(Task input Opens)

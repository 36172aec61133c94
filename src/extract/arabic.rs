//! Arabic run matching and tashkeel removal.
use lazy_static::lazy_static;
use regex::Regex;

lazy_static! {
    /// Arabic letters, Quranic annotation signs and vocalization marks.
    static ref ARABIC_RUN: Regex = Regex::new(
        r"[\x{0600}-\x{06FF}\x{0610}-\x{061A}\x{064B}-\x{065F}\x{0670}\x{06D6}-\x{06ED}]+"
    )
    .unwrap();
}

/// Maximal Arabic runs of `text`, in order of appearance.
pub fn arabic_runs(text: &str) -> impl Iterator<Item = &str> {
    ARABIC_RUN.find_iter(text).map(|m| m.as_str())
}

/// Returns `true` for code points removed by [strip_diacritics]:
/// Quranic annotation signs, tashkeel, extended Quranic marks and the superscript alef.
pub fn is_diacritic(c: char) -> bool {
    matches!(c,
        '\u{0610}'..='\u{061A}'
        | '\u{064B}'..='\u{0652}'
        | '\u{06D6}'..='\u{06ED}'
        | '\u{0670}')
}

pub fn strip_diacritics(word: &str) -> String {
    word.chars().filter(|c| !is_diacritic(*c)).collect()
}

#[cfg(test)]
mod tests {
    use super::*;

    #[test]
    fn runs_split_on_non_arabic() {
        let text = "مرحبا text كتاب, 123 قلم";
        let runs: Vec<&str> = arabic_runs(text).collect();
        assert_eq!(runs, vec!["مرحبا", "كتاب", "قلم"]);
    }

    #[test]
    fn runs_keep_tashkeel() {
        let runs: Vec<&str> = arabic_runs("(كِتَابٌ)").collect();
        assert_eq!(runs, vec!["كِتَابٌ"]);
    }

    #[test]
    fn no_runs_in_latin() {
        assert_eq!(arabic_runs("plain ascii, café").count(), 0);
    }

    #[test]
    fn strip_tashkeel() {
        assert_eq!(strip_diacritics("كِتَابٌ"), "كتاب");
        assert_eq!(strip_diacritics("مُحَمَّد"), "محمد");
    }

    #[test]
    fn strip_quranic_marks() {
        // small high lam-alef (U+06D9) and superscript alef (U+0670)
        assert_eq!(strip_diacritics("هٰذَا\u{06D9}"), "هذا");
        // arabic sign sallallahou (U+0610)
        assert_eq!(strip_diacritics("\u{0610}ص"), "ص");
    }

    #[test]
    fn strip_keeps_letters_outside_set() {
        // U+0653..U+065F are matched by the run pattern but not stripped
        assert_eq!(strip_diacritics("ا\u{0653}"), "ا\u{0653}");
        assert_eq!(strip_diacritics("abc"), "abc");
    }

    #[test]
    fn strip_is_idempotent() {
        for word in ["كِتَابٌ", "بِسْمِ", "ٱللَّهِ", "الرَّحْمَٰنِ", "", "abc"] {
            let once = strip_diacritics(word);
            assert_eq!(strip_diacritics(&once), once);
        }
    }

    #[test]
    fn stripped_chars_are_no_diacritics() {
        let stripped = strip_diacritics("ٱلْحَمْدُ لِلَّهِ رَبِّ ٱلْعَٰلَمِينَ");
        assert!(!stripped.chars().any(is_diacritic));
    }
}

(Task input Closes)

• Exercise:
Look for the string "once" in the entries above. Copy every line that has it.

• Solution to the problem:
            let once = strip_diacritics(word);
            assert_eq!(strip_diacritics(&once), once);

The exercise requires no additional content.